How To Turn Customer Success Content to Gold

Fuel business growth with a cross-functional content strategy

Too often, Content Marketing and Customer Success teams work in silos. On the surface, it appears that each team is working toward different goals with different metrics, and often don’t overlap their strategies and communication.

That’s why tapping into cross-functional collaboration can yield excellent results for organizations with content at the core of interactions for both customers and prospects.

If you’re in a content marketing role, you may not have insight into the interactions your Customer Success team has with your customers. Likewise for those in a customer success role, understanding the kinds of content customers engage with—before they become customers—can enhance your understanding of their needs.

But, here’s the thing. These teams’ goals are actually remarkably similar. Both focus on helping prospects or customers get more value out of the tools they use, enabling them to be more successful in their roles.

Our goal is to inspire you to reach out to the other team and work together.

We’ll discuss actionable tips and tactics you can use to align both teams toward a unified mission: producing an exceptional customer experience that results in business growth.

Meet the team:

This is Customer Success Clara and Content Marketer Mark. You’ll see them exhibiting ideal bridge-building throughout this guide.

“Hi, I’m Clara!”
“Hi, I’m Mark.”

The value of customer success content in marketing

In one way or another, every role in a company should focus on improving the customer experience (CX). That leads to happier customers, which leads to business growth. But let’s zero in on Customer Success.

What is Customer Success?

At its heart, Customer Success empowers customers to get the most value out of your products and services. Typically, Customer Success onboards, consults with, trains, and supports your customers. Whatever their role, they are essential to a good CX.

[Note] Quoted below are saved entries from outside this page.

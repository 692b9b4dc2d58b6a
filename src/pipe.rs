use std::os::unix::prelude::RawFd;

use nix::{
  errno::Errno,
  fcntl::OFlag,
  unistd::{self, close, pipe2},
};

use crate::error::SandboxError;

/// A pipe crossing the isolation boundary.
///
/// Two are used per run: one carries the single serialized result
/// record from the supervisor back to the launcher, the other carries
/// the one-byte readiness signal telling the supervisor that resource
/// limits are attached.
pub struct SandboxPipe(RawFd, RawFd);

pub struct PipeReader(RawFd);

pub struct PipeWriter(RawFd);

impl SandboxPipe {
  pub fn new() -> Result<Self, SandboxError> {
    let result = pipe2(OFlag::O_CLOEXEC)?;
    Ok(SandboxPipe(result.0, result.1))
  }

  pub fn split(self) -> (PipeReader, PipeWriter) {
    (PipeReader(self.0), PipeWriter(self.1))
  }
}

impl PipeReader {
  /// Adopt an inherited descriptor on the other side of a boundary
  pub(crate) fn from_raw(fd: RawFd) -> Self {
    PipeReader(fd)
  }

  pub fn raw(&self) -> RawFd {
    self.0
  }

  /// Read until the write side is fully closed.
  pub fn read_to_string(&self) -> Result<String, SandboxError> {
    let mut text = Vec::new();
    let mut buf = [0u8; 4096];
    loop {
      match unistd::read(self.0, &mut buf) {
        Ok(0) => break,
        Ok(size) => text.extend_from_slice(&buf[..size]),
        Err(Errno::EINTR) => continue,
        Err(errno) => return Err(errno.into()),
      }
    }
    Ok(String::from_utf8_lossy(&text).into_owned())
  }

  /// Block for the readiness byte. Returns false when the write side
  /// closed without sending it.
  pub fn read_byte(&self) -> Result<bool, SandboxError> {
    let mut buf = [0u8; 1];
    loop {
      match unistd::read(self.0, &mut buf) {
        Ok(0) => return Ok(false),
        Ok(_) => return Ok(true),
        Err(Errno::EINTR) => continue,
        Err(errno) => return Err(errno.into()),
      }
    }
  }
}

impl Drop for PipeReader {
  fn drop(&mut self) {
    let _ = close(self.0);
  }
}

impl PipeWriter {
  pub fn raw(&self) -> RawFd {
    self.0
  }

  pub fn write_byte(&self) -> Result<(), SandboxError> {
    let buf = [1u8; 1];
    loop {
      match unistd::write(self.0, &buf) {
        Ok(_) => return Ok(()),
        Err(Errno::EINTR) => continue,
        Err(errno) => return Err(errno.into()),
      }
    }
  }
}

impl Drop for PipeWriter {
  fn drop(&mut self) {
    let _ = close(self.0);
  }
}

Through the funnel—and beyond!

Both Customer Success and Content Marketing teams lead with a customer-centric mindset (or should). Both teams have goals and KPIs that contribute to overall organizational success. They differ in one key area: customer touch points.

Content marketing is essential throughout the stages of the marketing funnel, but once the prospect turns into a customer, it’s the Customer Success team’s responsibility to retain and expand that business. Expansion and retention are especially important during economic uncertainty, so building customer loyalty and advocacy through CX content is crucial.

The pain points of your customers are not inherently different from your prospects.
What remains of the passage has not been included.